As of 11:52 a.m. local time (0852 GMT), the international benchmark brent crude traded at USD84.90 per barrel, marking a slight decrease of 0.29 percent from its previous closing price of USD85.15 per barrel. Similarly, the American benchmark West Texas Intermediate (WTI) traded at USD81.43 per barrel, down by 0.25 percent from its earlier close at USD81.63 per barrel.

The strengthening US dollar has contributed to subdued oil demand by increasing the cost of oil for users of foreign currencies. This scenario has further pressured prices downward amidst ongoing concerns over when the Fed might initiate interest rate cuts, which could affect economic growth and, consequently, oil demand.

Market sentiment remains influenced by expectations regarding the Fed's monetary policy decisions, with a 74 percent probability of a rate cut in September and a higher likelihood of cuts in subsequent months. Investors are closely watching upcoming US economic data releases, particularly growth and personal consumption figures, for insights into the Fed's future actions.
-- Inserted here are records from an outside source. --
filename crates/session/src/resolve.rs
use foundation::math::Coordinates;

/// Geocoding boundary: an opaque lookup from a place name to coordinates.
///
/// The core never retries a failed lookup; the caller decides. A failed
/// resolve aborts the visualize request and leaves all view state intact.
pub trait LocationResolver {
    fn resolve(&self, name: &str) -> Result<Coordinates, ResolveError>;
}

#[derive(Debug, Clone, PartialEq, Eq)]
pub enum ResolveError {
    NotFound(String),
    Upstream(String),
}

impl std::fmt::Display for ResolveError {
    fn fmt(&self, f: &mut std::fmt::Formatter<'_>) -> std::fmt::Result {
        match self {
            ResolveError::NotFound(name) => write!(f, "location not found: {name}"),
            ResolveError::Upstream(msg) => write!(f, "geocoding upstream error: {msg}"),
        }
    }
}

impl std::error::Error for ResolveError {}
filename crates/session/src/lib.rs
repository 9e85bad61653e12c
pub mod config;
pub mod resolve;
pub mod session;

pub use config::*;
pub use resolve::*;
pub use session::*;
use std::f64::consts::{FRAC_PI_4, PI};

use super::Vec3;

/// Mean Earth radius (kilometers), spherical model.
pub const EARTH_RADIUS_KM: f64 = 6371.0;
/// Latitude clamp applied before the stretched-latitude transform. The
/// transform diverges at the poles; exact poles are a boundary condition,
/// not a crash.
pub const MAX_MERCATOR_LAT_DEG: f64 = 89.9999;
/// Below this |Δψ| a rhumb line is treated as due east-west and the
/// L'Hôpital limit `q = cos(φ1)` applies.
pub const RHUMB_EW_EPSILON: f64 = 1e-11;
/// Default sample count for loxodromic polylines.
pub const DEFAULT_RHUMB_SEGMENTS: usize = 50;

/// A geographic position in degrees.
#[derive(Debug, Copy, Clone, PartialEq)]
pub struct Coordinates {
    pub lat_deg: f64,
    pub lon_deg: f64,
}

#[derive(Debug, Copy, Clone, PartialEq)]
pub enum CoordinatesError {
    LatitudeOutOfRange(f64),
    LongitudeOutOfRange(f64),
}

impl std::fmt::Display for CoordinatesError {
    fn fmt(&self, f: &mut std::fmt::Formatter<'_>) -> std::fmt::Result {
        match self {
            CoordinatesError::LatitudeOutOfRange(lat) => {
                write!(f, "latitude {lat} outside [-90, 90]")
            }
            CoordinatesError::LongitudeOutOfRange(lon) => {
                write!(f, "longitude {lon} outside [-180, 180]")
            }
        }
    }
}

impl std::error::Error for CoordinatesError {}

impl Coordinates {
    /// Validating constructor for externally supplied positions.
    pub fn new(lat_deg: f64, lon_deg: f64) -> Result<Self, CoordinatesError> {
        if !(-90.0..=90.0).contains(&lat_deg) || lat_deg.is_nan() {
            return Err(CoordinatesError::LatitudeOutOfRange(lat_deg));
        }
        if !(-180.0..=180.0).contains(&lon_deg) || lon_deg.is_nan() {
            return Err(CoordinatesError::LongitudeOutOfRange(lon_deg));
        }
        Ok(Self { lat_deg, lon_deg })
    }

    /// Non-validating constructor. Seam-adjusted path samples intentionally
    /// carry longitudes beyond ±180° so a polyline never jumps across the
    /// antimeridian.
    pub fn unchecked(lat_deg: f64, lon_deg: f64) -> Self {
        Self { lat_deg, lon_deg }
    }

    pub fn lat_rad(self) -> f64 {
        self.lat_deg.to_radians()
    }

    pub fn lon_rad(self) -> f64 {
        self.lon_deg.to_radians()
    }
}

/// An ordered sequence of positions describing a path on the sphere.
#[derive(Debug, Clone, PartialEq, Default)]
pub struct GeoPath {
    points: Vec<Coordinates>,
}

impl GeoPath {
    pub fn new(points: Vec<Coordinates>) -> Self {
        Self { points }
    }

    pub fn points(&self) -> &[Coordinates] {
        &self.points
    }

    pub fn len(&self) -> usize {
        self.points.len()
    }

    pub fn is_empty(&self) -> bool {
        self.points.is_empty()
    }
}

/// Clamp a latitude (degrees) away from the pole singularity.
pub fn clamp_mercator_lat(lat_deg: f64) -> f64 {
    lat_deg.clamp(-MAX_MERCATOR_LAT_DEG, MAX_MERCATOR_LAT_DEG)
}

/// Mercator stretched latitude `ln(tan(π/4 + φ/2))`, pole-clamped.
pub fn stretched_latitude(lat_rad: f64) -> f64 {
    let clamped = clamp_mercator_lat(lat_rad.to_degrees()).to_radians();
    (FRAC_PI_4 + clamped / 2.0).tan().ln()
}

/// Shortest-wrap longitude difference in radians, result in (-π, π].
pub fn wrap_longitude_rad(delta: f64) -> f64 {
    if delta > PI {
        delta - 2.0 * PI
    } else if delta <= -PI {
        delta + 2.0 * PI
    } else {
        delta
    }
}

/// Central angle between two positions (radians), by the haversine form.
/// `atan2` keeps this stable near antipodal pairs where `acos` collapses.
pub fn central_angle_rad(p1: Coordinates, p2: Coordinates) -> f64 {
    let phi1 = p1.lat_rad();
    let phi2 = p2.lat_rad();
    let dphi = phi2 - phi1;
    let dlam = p2.lon_rad() - p1.lon_rad();
    let a = (dphi / 2.0).sin().powi(2) + phi1.cos() * phi2.cos() * (dlam / 2.0).sin().powi(2);
    2.0 * a.sqrt().atan2((1.0 - a).sqrt())
}

/// Great-circle distance in kilometers.
pub fn orthodromic_distance_km(p1: Coordinates, p2: Coordinates) -> f64 {
    EARTH_RADIUS_KM * central_angle_rad(p1, p2)
}

/// Rhumb-line distance in kilometers, antimeridian-corrected.
pub fn loxodromic_distance_km(p1: Coordinates, p2: Coordinates) -> f64 {
    let phi1 = p1.lat_rad();
    let phi2 = p2.lat_rad();
    let dphi = phi2 - phi1;
    let dlam = wrap_longitude_rad(p2.lon_rad() - p1.lon_rad());
    let dpsi = stretched_latitude(phi2) - stretched_latitude(phi1);
    let q = if dpsi.abs() > RHUMB_EW_EPSILON {
        dphi / dpsi
    } else {
        phi1.cos()
    };
    EARTH_RADIUS_KM * (dphi * dphi + q * q * dlam * dlam).sqrt()
}

/// Sample the rhumb line between two positions.
///
/// Samples are linear in latitude with longitude solved through stretched
/// latitude, which is the defining property of a constant-bearing track.
/// The seam-adjusted end longitude is used throughout so consecutive
/// samples never differ by more than half a turn.
pub fn loxodromic_path(p1: Coordinates, p2: Coordinates, segments: usize) -> GeoPath {
    let segments = segments.max(1);
    let phi1 = p1.lat_rad();
    let phi2 = p2.lat_rad();
    let lam1 = p1.lon_rad();
    let dlam = wrap_longitude_rad(p2.lon_rad() - lam1);

    let psi1 = stretched_latitude(phi1);
    let dpsi = stretched_latitude(phi2) - psi1;
    let east_west = dpsi.abs() <= RHUMB_EW_EPSILON;

    let mut points = Vec::with_capacity(segments + 1);
    for i in 0..=segments {
        let t = i as f64 / segments as f64;
        let phi = phi1 + t * (phi2 - phi1);
        let lam = if east_west {
            lam1 + t * dlam
        } else {
            lam1 + dlam * (stretched_latitude(phi) - psi1) / dpsi
        };
        points.push(Coordinates::unchecked(phi.to_degrees(), lam.to_degrees()));
    }
    GeoPath::new(points)
}

/// Unit sphere vector for a position.
pub fn unit_vector(c: Coordinates) -> Vec3 {
    let phi = c.lat_rad();
    let lam = c.lon_rad();
    Vec3::new(phi.cos() * lam.cos(), phi.cos() * lam.sin(), phi.sin())
}

fn from_unit_vector(v: Vec3) -> Coordinates {
    let lat = v.z.clamp(-1.0, 1.0).asin().to_degrees();
    let lon = v.y.atan2(v.x).to_degrees();
    Coordinates::unchecked(lat, lon)
}

fn slerp_unit(a: Vec3, b: Vec3, t: f64) -> Vec3 {
    let omega = a.dot(b).clamp(-1.0, 1.0).acos();
    if omega < 1e-9 {
        // Nearly coincident; chord interpolation is exact enough.
        return (a * (1.0 - t) + b * t).normalize();
    }
    let sin_omega = omega.sin();
    (a * (((1.0 - t) * omega).sin() / sin_omega) + b * ((t * omega).sin() / sin_omega)).normalize()
}

/// Spherical interpolation along the great circle from `p1` to `p2`.
///
/// For antipodal endpoints the great circle is not unique; the path is
/// routed through a fixed waypoint (the north pole, or the equator origin
/// when the start is itself a pole) so the result stays deterministic.
pub fn great_circle_interpolate(p1: Coordinates, p2: Coordinates, t: f64) -> Coordinates {
    let a = unit_vector(p1);
    let b = unit_vector(p2);
    let omega = a.dot(b).clamp(-1.0, 1.0).acos();
    if omega < 1e-12 {
        return p1;
    }
    if PI - omega < 1e-9 {
        let way = if a.z.abs() < 0.9999 {
            Vec3::new(0.0, 0.0, 1.0)
        } else {
            Vec3::new(1.0, 0.0, 0.0)
        };
        return if t <= 0.5 {
            from_unit_vector(slerp_unit(a, way, t * 2.0))
        } else {
            from_unit_vector(slerp_unit(way, b, t * 2.0 - 1.0))
        };
    }
    from_unit_vector(slerp_unit(a, b, t))
}

#[cfg(test)]
mod tests {
    use super::*;

    fn assert_close(a: f64, b: f64, eps: f64) {
        let diff = (a - b).abs();
        assert!(diff <= eps, "expected {a} ~= {b} (diff {diff})");
    }

    fn coord(lat: f64, lon: f64) -> Coordinates {
        Coordinates::new(lat, lon).unwrap()
    }

    #[test]
    fn rejects_out_of_range_input() {
        assert!(matches!(
            Coordinates::new(90.1, 0.0),
            Err(CoordinatesError::LatitudeOutOfRange(_))
        ));
        assert!(matches!(
            Coordinates::new(0.0, -180.5),
            Err(CoordinatesError::LongitudeOutOfRange(_))
        ));
        assert!(Coordinates::new(-90.0, 180.0).is_ok());
    }

    #[test]
    fn orthodromic_distance_identity_and_symmetry() {
        let paris = coord(48.8566, 2.3522);
        let ny = coord(40.7128, -74.0060);
        assert_eq!(orthodromic_distance_km(paris, paris), 0.0);
        assert_close(
            orthodromic_distance_km(paris, ny),
            orthodromic_distance_km(ny, paris),
            1e-9,
        );
    }

    #[test]
    fn orthodromic_distance_paris_new_york() {
        let paris = coord(48.8566, 2.3522);
        let ny = coord(40.7128, -74.0060);
        let d = orthodromic_distance_km(paris, ny);
        // Reference value ~5837 km, tolerance 1%.
        assert!((d - 5837.0).abs() / 5837.0 < 0.01, "got {d}");
    }

    #[test]
    fn orthodromic_distance_stable_near_antipodes() {
        let p1 = coord(0.0, 0.0);
        let p2 = coord(0.0, 179.999_999);
        let d = orthodromic_distance_km(p1, p2);
        assert!(d.is_finite());
        assert_close(d, EARTH_RADIUS_KM * PI, 1.0);
    }

    #[test]
    fn loxodromic_never_shorter_than_orthodromic() {
        let pairs = [
            (coord(48.8566, 2.3522), coord(40.7128, -74.0060)),
            (coord(-33.8688, 151.2093), coord(35.6762, 139.6503)),
            (coord(60.0, -45.0), coord(-10.0, 100.0)),
            (coord(10.0, 170.0), coord(20.0, -170.0)),
        ];
        for (a, b) in pairs {
            let lox = loxodromic_distance_km(a, b);
            let ortho = orthodromic_distance_km(a, b);
            assert!(lox >= ortho - 1e-6, "lox {lox} < ortho {ortho}");
        }
    }

    #[test]
    fn loxodromic_distance_east_west_limit() {
        // Equal latitudes hit the |Δψ| guard; distance is along the parallel.
        let a = coord(30.0, 0.0);
        let b = coord(30.0, 90.0);
        let expected = EARTH_RADIUS_KM * 30f64.to_radians().cos() * 90f64.to_radians();
        assert_close(loxodromic_distance_km(a, b), expected, 1e-6);
    }

    #[test]
    fn loxodromic_path_crosses_antimeridian_without_jump() {
        let path = loxodromic_path(coord(0.0, 170.0), coord(0.0, -170.0), 50);
        assert_eq!(path.len(), 51);
        let pts = path.points();
        for pair in pts.windows(2) {
            let step = pair[1].lon_deg - pair[0].lon_deg;
            assert!(step > 0.0, "longitude not monotonic: {step}");
            assert!(step.abs() < 180.0, "seam jump: {step}");
        }
        assert_close(pts[50].lon_deg, 190.0, 1e-9);
    }

    #[test]
    fn loxodromic_path_holds_latitude_on_a_parallel() {
        let path = loxodromic_path(coord(45.0, -10.0), coord(45.0, 40.0), 20);
        for p in path.points() {
            assert_close(p.lat_deg, 45.0, 1e-12);
        }
    }

    #[test]
    fn stretched_latitude_finite_at_pole() {
        let psi = stretched_latitude(90f64.to_radians());
        assert!(psi.is_finite());
        // Clamp makes the pole and the clamp boundary agree.
        assert_close(psi, stretched_latitude(MAX_MERCATOR_LAT_DEG.to_radians()), 1e-12);
    }

    #[test]
    fn great_circle_midpoint_on_equator() {
        let mid = great_circle_interpolate(coord(0.0, 0.0), coord(0.0, 90.0), 0.5);
        assert_close(mid.lat_deg, 0.0, 1e-9);
        assert_close(mid.lon_deg, 45.0, 1e-9);
    }

    #[test]
    fn great_circle_interpolation_endpoints() {
        let a = coord(48.8566, 2.3522);
        let b = coord(40.7128, -74.0060);
        let s = great_circle_interpolate(a, b, 0.0);
        let e = great_circle_interpolate(a, b, 1.0);
        assert_close(s.lat_deg, a.lat_deg, 1e-9);
        assert_close(e.lat_deg, b.lat_deg, 1e-9);
        assert_close(e.lon_deg, b.lon_deg, 1e-9);
    }

    #[test]
    fn great_circle_antipodal_is_deterministic() {
        let a = coord(0.0, 0.0);
        let b = coord(0.0, 180.0);
        let m1 = great_circle_interpolate(a, b, 0.5);
        let m2 = great_circle_interpolate(a, b, 0.5);
        assert_eq!(m1, m2);
        // Routed over the north pole.
        assert_close(m1.lat_deg, 90.0, 1e-6);
    }

    #[test]
    fn wrap_longitude_prefers_short_direction() {
        assert_close(wrap_longitude_rad(340f64.to_radians()), -20f64.to_radians(), 1e-12);
        assert_close(wrap_longitude_rad(-340f64.to_radians()), 20f64.to_radians(), 1e-12);
        assert_close(wrap_longitude_rad(10f64.to_radians()), 10f64.to_radians(), 1e-12);
    }
}
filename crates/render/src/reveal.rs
use foundation::time::Time;

/// Seconds for the path draw-in animation.
pub const PATH_REVEAL_S: f64 = 1.5;
/// Marker fade starts this long after the path starts drawing.
pub const MARKER_DELAY_S: f64 = 1.0;
/// Seconds for the marker fade itself.
pub const MARKER_FADE_S: f64 = 0.5;

/// Presentation clock for the first draw of a path.
///
/// Pure function of elapsed time: the path strokes in over 1.5 s and the
/// endpoint markers fade in afterwards. Correctness of the geometry never
/// depends on this; it only shapes what fraction gets emitted per frame.
#[derive(Debug, Copy, Clone, PartialEq)]
pub struct Reveal {
    started: Time,
}

impl Reveal {
    pub fn started_at(now: Time) -> Self {
        Self { started: now }
    }

    /// Fraction of the path length to draw, in [0, 1].
    pub fn path_fraction(&self, now: Time) -> f64 {
        (now.since(self.started) / PATH_REVEAL_S).clamp(0.0, 1.0)
    }

    /// Marker opacity in [0, 1]; zero until the delay has passed.
    pub fn marker_opacity(&self, now: Time) -> f64 {
        ((now.since(self.started) - MARKER_DELAY_S) / MARKER_FADE_S).clamp(0.0, 1.0)
    }

    pub fn finished(&self, now: Time) -> bool {
        self.path_fraction(now) >= 1.0 && self.marker_opacity(now) >= 1.0
    }
}
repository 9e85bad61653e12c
pub mod geodesy;
pub mod vec;

pub use geodesy::*;
pub use vec::*;
use foundation::math::{Coordinates, Vec2};
use foundation::time::Time;
use projection::{MercatorView, Transform2D, Viewport};

use crate::autofit::{MERCATOR_MAX_ZOOM, MERCATOR_MIN_ZOOM, mercator_fit_target};
use crate::tween::Tween;
use crate::{FIT_DURATION_S, RESET_DURATION_S, WHEEL_ZOOM_RATE};

/// Interactive state machine for the Mercator map: idle ⇄ panning, with
/// cursor-centered wheel zoom and tweened auto-fit transitions.
#[derive(Debug, Clone)]
pub struct MapController {
    view: MercatorView,
    viewport: Viewport,
    panning: bool,
    last_pos: Vec2,
    tween: Option<Tween<Transform2D>>,
}

impl MapController {
    pub fn new(viewport: Viewport) -> Self {
        Self {
            view: MercatorView::default(),
            viewport,
            panning: false,
            last_pos: Vec2::new(0.0, 0.0),
            tween: None,
        }
    }

    pub fn view(&self) -> MercatorView {
        self.view
    }

    pub fn viewport(&self) -> Viewport {
        self.viewport
    }

    pub fn is_panning(&self) -> bool {
        self.panning
    }

    pub fn set_viewport(&mut self, viewport: Viewport) {
        self.viewport = viewport;
    }

    pub fn zoom_fraction(&self) -> f64 {
        self.view.transform.k
    }

    pub fn pointer_down(&mut self, pos: Vec2) {
        self.tween = None;
        self.panning = true;
        self.last_pos = pos;
    }

    /// Returns whether the view changed.
    pub fn pointer_move(&mut self, pos: Vec2) -> bool {
        if !self.panning {
            return false;
        }
        let delta = pos - self.last_pos;
        self.view.transform.tx += delta.x;
        self.view.transform.ty += delta.y;
        self.last_pos = pos;
        delta.x != 0.0 || delta.y != 0.0
    }

    pub fn pointer_up(&mut self) {
        self.panning = false;
    }

    /// Wheel zoom recentered on the cursor; positive delta zooms out.
    pub fn wheel(&mut self, delta: f64, cursor: Vec2) {
        self.tween = None;
        let factor = (-delta * WHEEL_ZOOM_RATE).exp();
        let k = (self.view.transform.k * factor).clamp(MERCATOR_MIN_ZOOM, MERCATOR_MAX_ZOOM);
        self.view.transform = self.view.transform.rescaled_about(cursor, k);
    }

    /// Animate to frame both endpoints, replacing any tween in flight.
    pub fn fit_to_path(&mut self, p1: Coordinates, p2: Coordinates, now: Time) {
        let target = mercator_fit_target(p1, p2, self.viewport);
        self.tween = Some(Tween::new(self.view.transform, target, now, FIT_DURATION_S));
    }

    /// Animate back to the identity transform.
    pub fn reset(&mut self, now: Time) {
        let target = Transform2D::identity();
        self.tween = Some(Tween::new(self.view.transform, target, now, RESET_DURATION_S));
    }

    /// Destination of the transition in flight, if any.
    pub fn tween_target(&self) -> Option<Transform2D> {
        self.tween.map(|t| t.target())
    }

    /// Advance the active tween. Returns whether the view changed.
    pub fn tick(&mut self, now: Time) -> bool {
        let Some(tween) = self.tween else {
            return false;
        };
        let (transform, done) = tween.sample(now);
        self.view.transform = transform;
        if done {
            self.tween = None;
        }
        true
    }
}
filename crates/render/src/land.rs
use basemap::PolygonSet;
use earcutr::earcut;
use foundation::math::{Coordinates, Vec2};
use projection::{Projection, Viewport};

use crate::primitive::{LAND_FILL, PrimitiveStyle, RenderPrimitive};

/// Project the basemap polygon set into screen-space fill primitives.
///
/// Re-invoked on every view change; the set itself is shared read-only.
/// Under orthographic projection, back-hemisphere vertices are dropped and
/// rings that keep fewer than three visible vertices disappear entirely.
pub fn render_basemap(
    set: &PolygonSet,
    projection: &Projection,
    viewport: Viewport,
) -> Vec<RenderPrimitive> {
    let style = PrimitiveStyle::fill(LAND_FILL);
    let mut out = Vec::new();

    for feature in &set.features {
        let mut rings: Vec<Vec<Vec2>> = Vec::with_capacity(feature.rings.len());
        for ring in &feature.rings {
            let projected: Vec<Vec2> = ring
                .iter()
                .filter_map(|&[lon, lat]| {
                    projection.project(Coordinates::unchecked(lat, lon), viewport)
                })
                .collect();
            if projected.len() >= 3 {
                rings.push(projected);
            }
        }
        if !rings.is_empty() {
            out.push(RenderPrimitive::Polygon { rings, style });
        }
    }

    out
}

/// Flat triangle list (3 vertices per triangle) for backends that consume
/// fills as meshes rather than even-odd polygons. Outer ring first, then
/// holes; a closing duplicate vertex is removed before triangulation.
pub fn triangulate_rings(rings: &[Vec<Vec2>]) -> Vec<Vec2> {
    let mut coords: Vec<f64> = Vec::new();
    let mut vertices: Vec<Vec2> = Vec::new();
    let mut hole_indices: Vec<usize> = Vec::new();

    for (ring_i, ring) in rings.iter().enumerate() {
        let mut pts = ring.clone();
        drop_closing_duplicate(&mut pts);
        if pts.len() < 3 {
            continue;
        }
        if ring_i > 0 {
            hole_indices.push(vertices.len());
        }
        for p in pts {
            coords.push(p.x);
            coords.push(p.y);
            vertices.push(p);
        }
    }

    if vertices.len() < 3 {
        return Vec::new();
    }

    let indices = match earcut(&coords, &hole_indices, 2) {
        Ok(ix) => ix,
        Err(_) => return Vec::new(),
    };

    indices
        .into_iter()
        .filter_map(|i| vertices.get(i).copied())
        .collect()
}

fn drop_closing_duplicate(points: &mut Vec<Vec2>) {
    if points.len() >= 2 {
        let first = points[0];
        let last = points[points.len() - 1];
        if (first.x - last.x).abs() < 1e-9 && (first.y - last.y).abs() < 1e-9 {
            points.pop();
        }
    }
}
use serde::Deserialize;

/// World-outline polygons in lon/lat degrees, loaded once per session.
///
/// This is the boundary type handed to the renderer; it is never mutated
/// after load.
#[derive(Debug, Clone, PartialEq, Default)]
pub struct PolygonSet {
    pub features: Vec<PolygonFeature>,
}

#[derive(Debug, Clone, PartialEq)]
pub struct PolygonFeature {
    pub name: Option<String>,
    /// Outer ring first, then holes; vertices are `[lon, lat]` degrees.
    pub rings: Vec<Vec<[f64; 2]>>,
}

#[derive(Debug, Clone, PartialEq, Eq)]
pub enum BasemapError {
    Parse(String),
    UnsupportedGeometry(String),
    Empty,
}

impl std::fmt::Display for BasemapError {
    fn fmt(&self, f: &mut std::fmt::Formatter<'_>) -> std::fmt::Result {
        match self {
            BasemapError::Parse(msg) => write!(f, "basemap parse error: {msg}"),
            BasemapError::UnsupportedGeometry(kind) => {
                write!(f, "unsupported geometry type: {kind}")
            }
            BasemapError::Empty => write!(f, "basemap contains no polygon features"),
        }
    }
}

impl std::error::Error for BasemapError {}

#[derive(Deserialize)]
struct RawCollection {
    features: Vec<RawFeature>,
}

#[derive(Deserialize)]
struct RawFeature {
    #[serde(default)]
    properties: Option<RawProperties>,
    geometry: RawGeometry,
}

#[derive(Deserialize)]
struct RawProperties {
    #[serde(default)]
    name: Option<String>,
}

#[derive(Deserialize)]
struct RawGeometry {
    #[serde(rename = "type")]
    kind: String,
    coordinates: serde_json::Value,
}

/// Parse the GeoJSON subset we consume: a `FeatureCollection` of `Polygon`
/// and `MultiPolygon` features. Anything else is a descriptive error, not
/// a silent skip, so a mis-exported dataset is caught at load time.
pub fn parse_polygon_set(json: &str) -> Result<PolygonSet, BasemapError> {
    let raw: RawCollection =
        serde_json::from_str(json).map_err(|e| BasemapError::Parse(e.to_string()))?;

    let mut features = Vec::with_capacity(raw.features.len());
    for feature in raw.features {
        let name = feature.properties.and_then(|p| p.name);
        match feature.geometry.kind.as_str() {
            "Polygon" => {
                let rings: Vec<Vec<[f64; 2]>> =
                    serde_json::from_value(feature.geometry.coordinates)
                        .map_err(|e| BasemapError::Parse(e.to_string()))?;
                features.push(PolygonFeature { name, rings });
            }
            "MultiPolygon" => {
                let polygons: Vec<Vec<Vec<[f64; 2]>>> =
                    serde_json::from_value(feature.geometry.coordinates)
                        .map_err(|e| BasemapError::Parse(e.to_string()))?;
                for rings in polygons {
                    features.push(PolygonFeature {
                        name: name.clone(),
                        rings,
                    });
                }
            }
            other => return Err(BasemapError::UnsupportedGeometry(other.to_string())),
        }
    }

    if features.is_empty() {
        return Err(BasemapError::Empty);
    }
    Ok(PolygonSet { features })
}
Persisting high interest rates could potentially dampen oil demand, leading to further price declines, while lower rates might weaken the US dollar relative to other currencies, offering some support to oil prices.

Meanwhile, geopolitical tensions in the Middle East continue to be a focal point for market participants, given the region's significant role in global oil supply. Escalating tensions raise concerns about potential disruptions to energy supply routes, which has limited the extent of price decreases in the face of broader market pressures.

The interplay of these factors underscores the complex dynamics shaping oil markets, where economic indicators, monetary policy expectations, and geopolitical developments collectively influence price movements and market sentiment.